La Unión Europea y México se encaminan a reforzar una alianza clave en un contexto global marcado por tensiones comerciales y reconfiguración geopolítica. A pocas semanas de la firma del Acuerdo Global modernizado, ambas partes preparan una cumbre que busca consolidar una relación definida como “un puente gigante” entre regiones y mercados.
Para Javi López, vicepresidente del Parlamento Europeo, México es un socio estratégico por su peso en el G20 y su capacidad de conexión entre América del Norte, América Latina y Europa. El nuevo acuerdo no solo apunta a fortalecer el comercio —liberalizando el 99 % de los productos—, sino también a impulsar la cooperación en temas como cambio climático, igualdad de género y combate al crimen organizado.

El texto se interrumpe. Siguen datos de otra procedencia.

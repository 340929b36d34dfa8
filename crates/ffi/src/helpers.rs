use crate::error::{with_last_error_mut, AgroError, AgroErrorCode};
use chrono::{Datelike, NaiveDate};
use std::ffi::CString;

/// Days from 0001-01-01 (CE day 1) to 1970-01-01.
const UNIX_EPOCH_DAYS_FROM_CE: i32 = 719_163;

/// Set the thread-local error message and code.
/// Accepts any type implementing `AgroError` trait.
pub(crate) fn set_last_error(error: &impl AgroError) {
    with_last_error_mut(|(cstring, code)| {
        *cstring = CString::new(error.msg()).ok();
        *code = error.code();
    });
}

/// Track an error by setting it in thread-local storage and returning its code.
#[inline]
pub(crate) fn track_error(error: &impl AgroError) -> AgroErrorCode {
    tracing::debug!(code = ?error.code(), msg = error.msg(), "ffi call failed");
    set_last_error(error);
    error.code()
}

/// Clear the thread-local error message and code.
/// Called by every entry point on success.
pub(crate) fn clear_last_error() {
    with_last_error_mut(|(cstring, code)| {
        *cstring = None;
        *code = AgroErrorCode::Ok;
    });
}

/// Resolve a `Result` into an FFI return code, recording the failure if any.
pub(crate) fn handle_ffi_result<E: AgroError>(result: Result<(), E>) -> AgroErrorCode {
    match result {
        Ok(()) => {
            clear_last_error();
            AgroErrorCode::Ok
        }
        Err(error) => track_error(&error),
    }
}

/// Convert days since 1970-01-01 to a calendar date.
pub(crate) fn date_from_unix_days(days: i32) -> Option<NaiveDate> {
    NaiveDate::from_num_days_from_ce_opt(days.checked_add(UNIX_EPOCH_DAYS_FROM_CE)?)
}

/// Convert a calendar date to days since 1970-01-01.
pub(crate) fn unix_days_from_date(date: NaiveDate) -> i32 {
    date.num_days_from_ce() - UNIX_EPOCH_DAYS_FROM_CE
}
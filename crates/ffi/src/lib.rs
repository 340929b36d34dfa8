//! C ABI for the agronomic decision engine.
//!
//! Every entry point returns an [`AgroErrorCode`]; on failure the message is
//! available from [`agro_get_last_error`] on the same thread. Calls keep no
//! state between invocations beyond that per-thread error slot.
//!
//! The C header `AgroEngineFFI.h` is generated by `build.rs` with cbindgen.

mod biomass;
mod error;
mod helpers;
mod planting;

pub use biomass::{agro_biomass_estimate, AgroBiomassEstimate};
pub use error::{agro_get_last_error, agro_get_last_error_code, AgroErrorCode};
pub use planting::{
    agro_degree_days, agro_is_favorable, agro_planting_window,
    agro_planting_window_with_threshold, AgroDailyTemperature, AgroDegreeDayRecord,
    AgroPlantingWindow,
};
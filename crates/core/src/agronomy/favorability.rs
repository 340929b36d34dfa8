//! Advisory check of a chosen planting date against the resolved window.

use chrono::NaiveDate;

use crate::agronomy::planting_window::PlantingWindow;

/// Whether `candidate` falls inside the planting window (inclusive).
///
/// No window means no recommendation, so the answer is `false`. Dates past
/// the end of the supplied series are outside the window and also `false`.
#[inline]
pub fn is_favorable(candidate: NaiveDate, window: Option<&PlantingWindow>) -> bool {
    window.is_some_and(|w| w.contains(candidate))
}
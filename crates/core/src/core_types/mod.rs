//! Core types and input boundary

pub mod tree;
pub mod units;
pub mod weather;

pub use tree::TreeMeasurement;
pub use units::*;
pub use weather::{DailyTemperature, WeatherSeries};
//! Degree-day driven planting advice
//!
//! Pipeline: daily temperatures → degree-day records → planting window →
//! favorability of a chosen date. Every stage is a pure function of its
//! inputs; callers re-run the pipeline whenever the farm, crop or date changes.

pub mod degree_days;
pub mod favorability;
pub mod planting_window;
pub mod thresholds;

pub use degree_days::{
    accumulate_degree_days, summarize, DegreeDayBases, DegreeDayRecord, DegreeDaySummary,
};
pub use favorability::is_favorable;
pub use planting_window::{resolve_with_threshold, PlantingWindow, PlantingWindowResolver};
pub use thresholds::{normalize_crop_name, CropThresholdTable};

use chrono::NaiveDate;
use serde::{Deserialize, Serialize};

use crate::core_types::weather::DailyTemperature;

/// Result of one pass through the planting pipeline
#[derive(Debug, Clone, PartialEq, Serialize, Deserialize)]
pub struct PlantingAdvice {
    /// Per-day degree-days, for charting
    pub records: Vec<DegreeDayRecord>,
    /// Favorable window, if the crop is known and its threshold was reached
    pub window: Option<PlantingWindow>,
    /// Whether the candidate date lies inside `window`
    pub is_favorable: bool,
}

/// Run the whole planting pipeline with the default degree-day bases
///
/// # Arguments
/// * `days` - Daily temperatures in ascending date order
/// * `crop_name` - Crop name as entered in the registry (any case/spacing)
/// * `table` - Threshold table to resolve the crop against
/// * `candidate` - Planting date chosen by the user
pub fn advise_planting(
    days: &[DailyTemperature],
    crop_name: &str,
    table: &CropThresholdTable,
    candidate: NaiveDate,
) -> PlantingAdvice {
    let records = accumulate_degree_days(days);
    let window = PlantingWindowResolver::new(table).resolve(crop_name, &records);
    PlantingAdvice {
        is_favorable: is_favorable(candidate, window.as_ref()),
        records,
        window,
    }
}
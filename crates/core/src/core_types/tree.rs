//! Tree measurement records and form-field parsing.

use serde::{Deserialize, Serialize};

use crate::core_types::units::{Centimeters, GramsPerCubicCentimeter, Meters};
use crate::error::{InputError, InputResult};

/// Upper bounds for form input, well above the largest recorded trees
const MAX_DIAMETER_CM: f64 = 2_000.0;
const MAX_HEIGHT_M: f64 = 150.0;
const MAX_WOOD_DENSITY: f64 = 2.0;

/// Field measurements for a single tree
///
/// Diameter and height are optional because registry records are often
/// incomplete; the estimator treats a missing dimension as "no biomass".
#[derive(Debug, Clone, Copy, PartialEq, Default, Serialize, Deserialize)]
pub struct TreeMeasurement {
    /// Diameter at breast height (cm)
    pub diameter: Option<Centimeters>,
    /// Total height (m)
    pub height: Option<Meters>,
    /// Species wood density (g/cm³); `None` means unknown
    #[serde(default)]
    pub wood_density: Option<GramsPerCubicCentimeter>,
}

impl TreeMeasurement {
    /// Create a measurement with all dimensions known and the default wood density
    #[must_use]
    pub fn new(diameter: Centimeters, height: Meters) -> Self {
        Self {
            diameter: Some(diameter),
            height: Some(height),
            wood_density: None,
        }
    }

    /// Set a species-specific wood density
    #[must_use]
    pub fn with_wood_density(mut self, density: GramsPerCubicCentimeter) -> Self {
        self.wood_density = Some(density);
        self
    }

    /// Wood density to use in the allometric equation.
    ///
    /// Substitutes [`GramsPerCubicCentimeter::DEFAULT_WOOD`] (0.6 g/cm³) when the
    /// density is unknown, zero or not finite.
    #[must_use]
    pub fn effective_wood_density(&self) -> GramsPerCubicCentimeter {
        match self.wood_density {
            Some(rho) if rho.is_finite() && *rho > 0.0 => rho,
            _ => GramsPerCubicCentimeter::DEFAULT_WOOD,
        }
    }

    /// Parse raw form-field strings.
    ///
    /// Empty or whitespace-only fields are treated as missing. Zero is
    /// accepted and later yields a zero estimate.
    ///
    /// # Errors
    /// Returns [`InputError::NotANumber`] for text that is not a number,
    /// [`InputError::NonFiniteValue`] for `NaN`/`inf`,
    /// [`InputError::Negative`] for negative values and
    /// [`InputError::OutOfRange`] for values no real tree reaches.
    pub fn parse(
        diameter: &str,
        height: &str,
        wood_density: Option<&str>,
    ) -> InputResult<Self> {
        Ok(Self {
            diameter: parse_field("diameter", diameter, MAX_DIAMETER_CM)?.map(Centimeters::new),
            height: parse_field("height", height, MAX_HEIGHT_M)?.map(Meters::new),
            wood_density: match wood_density {
                Some(raw) => parse_field("wood_density", raw, MAX_WOOD_DENSITY)?
                    .map(GramsPerCubicCentimeter::new),
                None => None,
            },
        })
    }
}

fn parse_field(field: &'static str, raw: &str, max: f64) -> InputResult<Option<f64>> {
    let trimmed = raw.trim();
    if trimmed.is_empty() {
        return Ok(None);
    }
    let value: f64 = trimmed.parse().map_err(|_| InputError::NotANumber {
        field,
        value: raw.to_owned(),
    })?;
    if !value.is_finite() {
        return Err(InputError::NonFiniteValue { field, value });
    }
    if value < 0.0 {
        return Err(InputError::Negative { field, value });
    }
    if value > max {
        return Err(InputError::OutOfRange { field, value, max });
    }
    Ok(Some(value))
}

#[cfg(test)]
mod tests {
    use super::*;

    #[test]
    fn test_default_density_substitution() {
        let tree = TreeMeasurement::new(Centimeters::new(30.0), Meters::new(12.0));
        assert_eq!(tree.effective_wood_density(), GramsPerCubicCentimeter::DEFAULT_WOOD);

        let zero = tree.with_wood_density(GramsPerCubicCentimeter::new(0.0));
        assert_eq!(zero.effective_wood_density(), GramsPerCubicCentimeter::DEFAULT_WOOD);

        let teak = tree.with_wood_density(GramsPerCubicCentimeter::new(0.55));
        assert_eq!(*teak.effective_wood_density(), 0.55);
    }

    #[test]
    fn test_parse_form_fields() {
        let tree = TreeMeasurement::parse(" 45.2 ", "15.5", Some("0.72")).unwrap();
        assert_eq!(tree.diameter, Some(Centimeters::new(45.2)));
        assert_eq!(tree.height, Some(Meters::new(15.5)));
        assert_eq!(tree.wood_density, Some(GramsPerCubicCentimeter::new(0.72)));
    }

    #[test]
    fn test_parse_blank_fields_are_missing() {
        let tree = TreeMeasurement::parse("", "  ", Some("")).unwrap();
        assert_eq!(tree, TreeMeasurement::default());
    }

    #[test]
    fn test_parse_rejects_text() {
        let err = TreeMeasurement::parse("forty", "15", None).unwrap_err();
        assert!(matches!(err, InputError::NotANumber { field: "diameter", .. }));
    }

    #[test]
    fn test_parse_rejects_nan_and_negative() {
        let err = TreeMeasurement::parse("30", "NaN", None).unwrap_err();
        assert!(matches!(err, InputError::NonFiniteValue { field: "height", .. }));

        let err = TreeMeasurement::parse("-3", "15", None).unwrap_err();
        assert!(matches!(err, InputError::Negative { field: "diameter", .. }));
    }

    #[test]
    fn test_parse_rejects_implausible_sizes() {
        let err = TreeMeasurement::parse("1e160", "10", None).unwrap_err();
        assert!(matches!(err, InputError::OutOfRange { field: "diameter", .. }));

        let err = TreeMeasurement::parse("30", "400", None).unwrap_err();
        assert!(matches!(err, InputError::OutOfRange { field: "height", .. }));

        let err = TreeMeasurement::parse("30", "12", Some("7.5")).unwrap_err();
        assert!(matches!(err, InputError::OutOfRange { field: "wood_density", .. }));

        let giant = TreeMeasurement::parse("1100", "115", Some("1.2")).unwrap();
        assert_eq!(giant.diameter, Some(Centimeters::new(1100.0)));
    }

    #[test]
    fn test_deserialize_without_density() {
        let tree: TreeMeasurement =
            serde_json::from_str(r#"{"diameter": 20.0, "height": 8.0}"#).unwrap();
        assert_eq!(tree.wood_density, None);
        assert_eq!(tree.height, Some(Meters::new(8.0)));
    }
}
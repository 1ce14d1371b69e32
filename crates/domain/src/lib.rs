pub mod chat;
pub mod config;
pub mod document;
pub mod error;
pub mod stream;
pub mod trace;
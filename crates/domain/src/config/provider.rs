use serde::{Deserialize, Serialize};
use serde_json::{Map, Value};

// ━━━━━━━━━━━━━━━━━━━━━━━━━━━━━━━━━━━━━━━━━━━━━━━━━━━━━━━━━━━━━━━━━━
// Per-call provider configuration
// ━━━━━━━━━━━━━━━━━━━━━━━━━━━━━━━━━━━━━━━━━━━━━━━━━━━━━━━━━━━━━━━━━━

/// Caller-resolved settings for one provider call.
///
/// Every field is optional; adapters fall back to their built-in defaults.
/// Unrecognized keys are kept in `extra` for provider-specific use.
#[derive(Debug, Clone, Default, PartialEq, Serialize, Deserialize)]
#[serde(rename_all = "camelCase")]
pub struct ProviderConfig {
    /// Transport endpoint override.
    #[serde(default, skip_serializing_if = "Option::is_none")]
    pub base_url: Option<String>,
    /// Bearer credential.
    #[serde(default, skip_serializing_if = "Option::is_none")]
    pub api_key: Option<String>,
    /// Environment variable holding the bearer credential. Read only when
    /// `api_key` is absent.
    #[serde(default, skip_serializing_if = "Option::is_none")]
    pub api_key_env: Option<String>,
    /// Upstream model identifier override.
    #[serde(default, skip_serializing_if = "Option::is_none")]
    pub model_name: Option<String>,
    #[serde(default, skip_serializing_if = "Option::is_none")]
    pub temperature: Option<f32>,
    #[serde(default, skip_serializing_if = "Option::is_none")]
    pub max_tokens: Option<u32>,
    #[serde(flatten)]
    pub extra: Map<String, Value>,
}

impl ProviderConfig {
    pub fn with_base_url(mut self, base_url: impl Into<String>) -> Self {
        self.base_url = Some(base_url.into());
        self
    }

    pub fn with_api_key(mut self, api_key: impl Into<String>) -> Self {
        self.api_key = Some(api_key.into());
        self
    }

    pub fn with_model(mut self, model: impl Into<String>) -> Self {
        self.model_name = Some(model.into());
        self
    }

    /// The bearer credential, if any.
    ///
    /// Precedence: `api_key`, then the `api_key_env` variable. Empty values
    /// count as absent.
    pub fn resolved_api_key(&self) -> Option<String> {
        if let Some(key) = self.api_key.as_deref().filter(|k| !k.is_empty()) {
            return Some(key.to_string());
        }
        let var = self.api_key_env.as_deref()?;
        match std::env::var(var) {
            Ok(val) if !val.is_empty() => Some(val),
            _ => {
                tracing::debug!(env_var = %var, "api key env var not set");
                None
            }
        }
    }

    /// `base_url` if set, else `default`, without a trailing slash.
    pub fn base_url_or(&self, default: &str) -> String {
        self.base_url
            .as_deref()
            .filter(|u| !u.is_empty())
            .unwrap_or(default)
            .trim_end_matches('/')
            .to_string()
    }

    /// `model_name` if set, else `default`.
    pub fn model_or(&self, default: &str) -> String {
        self.model_name
            .as_deref()
            .filter(|m| !m.is_empty())
            .unwrap_or(default)
            .to_string()
    }

    /// A provider-specific extension value.
    pub fn extra(&self, key: &str) -> Option<&Value> {
        self.extra.get(key)
    }
}
/// Shared error type used across all chatmux crates.
#[derive(thiserror::Error, Debug)]
pub enum Error {
    #[error("IO: {0}")]
    Io(#[from] std::io::Error),

    #[error("JSON: {0}")]
    Json(#[from] serde_json::Error),

    #[error("TOML: {0}")]
    Toml(String),

    #[error("HTTP: {0}")]
    Http(String),

    #[error("timeout: {0}")]
    Timeout(String),

    #[error("provider {provider}: {message}")]
    Provider { provider: String, message: String },

    #[error("provider not found: {0}")]
    ProviderNotFound(String),

    #[error("config: {0}")]
    Config(String),

    #[error("{0}")]
    Other(String),
}

impl Error {
    /// Whether the error was raised before any network call was attempted.
    pub fn is_config(&self) -> bool {
        matches!(self, Error::Config(_) | Error::ProviderNotFound(_))
    }
}

pub type Result<T> = std::result::Result<T, Error>;
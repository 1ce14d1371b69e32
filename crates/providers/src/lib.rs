pub mod framing;
pub mod ollama;
pub mod openai_compat;
pub mod passthrough;
pub mod profile;
pub mod registry;
pub mod traits;
pub(crate) mod stream;
pub(crate) mod util;

// Re-exports for convenience.
pub use profile::{ProviderInfo, ProviderProfile};
pub use registry::{ProviderModels, ProviderRegistry};
pub use traits::ChatProvider;
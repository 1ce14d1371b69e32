//! Ollama adapter (newline-delimited JSON streaming).
//!
//! Serves both the local daemon and the hosted service; the two differ only
//! in their [`ProviderProfile`].
//!
//! Wire contract:
//! - `POST {base}/api/chat` with `{model, messages, stream, options}`
//! - streaming body: one `{model, message:{role, content}, done}` per line
//! - `GET {base}/api/tags` for model discovery

use crate::framing::Framing;
use crate::profile::ProviderProfile;
use crate::stream::{document_stream, Extracted, StreamCall};
use crate::traits::ChatProvider;
use crate::util::{build_client, from_reqwest, resolve_credential, status_error, with_bearer};
use cm_domain::chat::{new_chat_id, ChatRequest, ChatResponse, ChatTurn};
use cm_domain::config::{HttpConfig, ProviderConfig};
use cm_domain::error::{Error, Result};
use cm_domain::stream::ChatOutput;
use cm_domain::trace::TraceEvent;
use serde_json::{json, Map, Value};
use std::time::{Duration, Instant};

// ━━━━━━━━━━━━━━━━━━━━━━━━━━━━━━━━━━━━━━━━━━━━━━━━━━━━━━━━━━━━━━━━━━
// Adapter struct
// ━━━━━━━━━━━━━━━━━━━━━━━━━━━━━━━━━━━━━━━━━━━━━━━━━━━━━━━━━━━━━━━━━━

pub struct OllamaProvider {
    profile: ProviderProfile,
    client: reqwest::Client,
    request_timeout: Duration,
}

impl OllamaProvider {
    pub fn new(profile: ProviderProfile, http: &HttpConfig) -> Result<Self> {
        Ok(Self {
            profile,
            client: build_client(http)?,
            request_timeout: http.request_timeout(),
        })
    }

    /// The local daemon on `localhost:11434`.
    pub fn local(http: &HttpConfig) -> Result<Self> {
        Self::new(ProviderProfile::ollama(), http)
    }

    /// The hosted service; calls fail fast without an API key.
    pub fn cloud(http: &HttpConfig) -> Result<Self> {
        Self::new(ProviderProfile::ollama_cloud(), http)
    }

    async fn chat(
        &self,
        req: &ChatRequest,
        cfg: &ProviderConfig,
        turns: Vec<ChatTurn>,
        chat_id: String,
    ) -> Result<ChatOutput> {
        let api_key = resolve_credential(&self.profile, cfg)?;
        let url = format!("{}/api/chat", cfg.base_url_or(&self.profile.default_base_url));
        let model = cfg.model_or(&self.profile.default_model);

        if !req.attachments.is_empty() {
            tracing::debug!(
                provider = %self.profile.id,
                count = req.attachments.len(),
                "ollama does not accept URL attachments, ignoring them"
            );
        }

        let body = build_chat_body(&model, &turns, cfg, req.streaming);

        TraceEvent::UpstreamRequest {
            provider: self.profile.id.clone(),
            model,
            url: url.clone(),
            streaming: req.streaming,
            continuation: req.continuation_id().is_some(),
        }
        .emit();

        let rb = with_bearer(self.client.post(&url).json(&body), api_key.as_deref());

        if req.streaming {
            let call = StreamCall {
                provider: self.profile.id.clone(),
                chat_id,
                request: rb,
                framing: Framing::JsonLines,
            };
            return Ok(ChatOutput::Stream(document_stream(call, extract_stream_chunk)));
        }

        let started = Instant::now();
        let resp = rb
            .timeout(self.request_timeout)
            .send()
            .await
            .map_err(from_reqwest)?;

        let status = resp.status();
        let resp_text = resp.text().await.map_err(from_reqwest)?;

        TraceEvent::UpstreamResponse {
            provider: self.profile.id.clone(),
            status: status.as_u16(),
            duration_ms: started.elapsed().as_millis() as u64,
        }
        .emit();

        if !status.is_success() {
            return Err(status_error(&self.profile.id, status, &resp_text));
        }

        let resp_json: Value = serde_json::from_str(&resp_text)?;
        let reply = parse_chat_reply(&self.profile.id, &resp_json)?;
        Ok(ChatOutput::Complete(ChatResponse::from_exchange(
            chat_id, &turns, &reply,
        )))
    }

    async fn fetch_models(&self, cfg: &ProviderConfig) -> Result<Vec<String>> {
        let url = format!("{}/api/tags", cfg.base_url_or(&self.profile.default_base_url));
        let api_key = cfg.resolved_api_key();

        let resp = with_bearer(self.client.get(&url), api_key.as_deref())
            .timeout(self.request_timeout)
            .send()
            .await
            .map_err(from_reqwest)?;

        let status = resp.status();
        let resp_text = resp.text().await.map_err(from_reqwest)?;
        if !status.is_success() {
            return Err(status_error(&self.profile.id, status, &resp_text));
        }

        let resp_json: Value = serde_json::from_str(&resp_text)?;
        Ok(parse_model_tags(&resp_json))
    }
}

// ━━━━━━━━━━━━━━━━━━━━━━━━━━━━━━━━━━━━━━━━━━━━━━━━━━━━━━━━━━━━━━━━━━
// Wire helpers
// ━━━━━━━━━━━━━━━━━━━━━━━━━━━━━━━━━━━━━━━━━━━━━━━━━━━━━━━━━━━━━━━━━━

fn build_chat_body(model: &str, turns: &[ChatTurn], cfg: &ProviderConfig, stream: bool) -> Value {
    let messages: Vec<Value> = turns
        .iter()
        .map(|t| json!({"role": t.role.as_str(), "content": t.content}))
        .collect();

    let mut options = Map::new();
    if let Some(temp) = cfg.temperature {
        options.insert("temperature".into(), json!(temp));
    }
    if let Some(max) = cfg.max_tokens {
        options.insert("num_predict".into(), json!(max));
    }

    json!({
        "model": model,
        "messages": messages,
        "stream": stream,
        "options": options,
    })
}

fn parse_chat_reply(provider: &str, body: &Value) -> Result<String> {
    let message = body.get("message").ok_or_else(|| Error::Provider {
        provider: provider.to_string(),
        message: "no message in response".into(),
    })?;
    Ok(message
        .get("content")
        .and_then(Value::as_str)
        .unwrap_or("")
        .to_string())
}

fn extract_stream_chunk(v: &Value) -> Extracted {
    if let Some(err) = v.get("error") {
        return Extracted {
            error: Some(err.as_str().map(String::from).unwrap_or_else(|| err.to_string())),
            ..Default::default()
        };
    }
    Extracted {
        text: v
            .get("message")
            .and_then(|m| m.get("content"))
            .and_then(Value::as_str)
            .map(String::from),
        finished: v.get("done").and_then(Value::as_bool).unwrap_or(false),
        error: None,
    }
}

fn parse_model_tags(body: &Value) -> Vec<String> {
    body.get("models")
        .and_then(Value::as_array)
        .map(|models| {
            models
                .iter()
                .filter_map(|m| {
                    m.get("name")
                        .or_else(|| m.get("model"))
                        .and_then(Value::as_str)
                        .map(String::from)
                })
                .collect()
        })
        .unwrap_or_default()
}

// ━━━━━━━━━━━━━━━━━━━━━━━━━━━━━━━━━━━━━━━━━━━━━━━━━━━━━━━━━━━━━━━━━━
// Trait implementation
// ━━━━━━━━━━━━━━━━━━━━━━━━━━━━━━━━━━━━━━━━━━━━━━━━━━━━━━━━━━━━━━━━━━

#[async_trait::async_trait]
impl ChatProvider for OllamaProvider {
    fn profile(&self) -> &ProviderProfile {
        &self.profile
    }

    async fn create_chat(&self, req: &ChatRequest, cfg: &ProviderConfig) -> Result<ChatOutput> {
        self.chat(req, cfg, req.opening(), new_chat_id()).await
    }

    async fn continue_chat(&self, req: &ChatRequest, cfg: &ProviderConfig) -> Result<ChatOutput> {
        let chat_id = req
            .continuation_id()
            .map(String::from)
            .unwrap_or_else(new_chat_id);
        self.chat(req, cfg, req.conversation(), chat_id).await
    }

    async fn list_models(&self, cfg: &ProviderConfig) -> Vec<String> {
        let reason = match self.fetch_models(cfg).await {
            Ok(models) if !models.is_empty() => return models,
            Ok(_) => "no models reported".to_string(),
            Err(e) => e.to_string(),
        };
        TraceEvent::ModelListFallback {
            provider: self.profile.id.clone(),
            reason,
        }
        .emit();
        self.profile.fallback_models.clone()
    }
}

// ━━━━━━━━━━━━━━━━━━━━━━━━━━━━━━━━━━━━━━━━━━━━━━━━━━━━━━━━━━━━━━━━━━
// Tests
// ━━━━━━━━━━━━━━━━━━━━━━━━━━━━━━━━━━━━━━━━━━━━━━━━━━━━━━━━━━━━━━━━━━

El entendimiento llega en un momento político decisivo. Mientras la UE busca reducir su dependencia energética y afianzar su transición verde, México encuentra en Europa un socio más estable frente a las tensiones con Estados Unidos. Además, el tratado garantiza cadenas de suministro de materias primas críticas y abre oportunidades de inversión en sectores estratégicos como la electromovilidad y la industria farmacéutica.
Así, el acuerdo se perfila como una apuesta ambiciosa que, más allá de los beneficios económicos, deberá demostrar que puede equilibrar crecimiento, sostenibilidad y equidad en una relación cada vez más estratégica.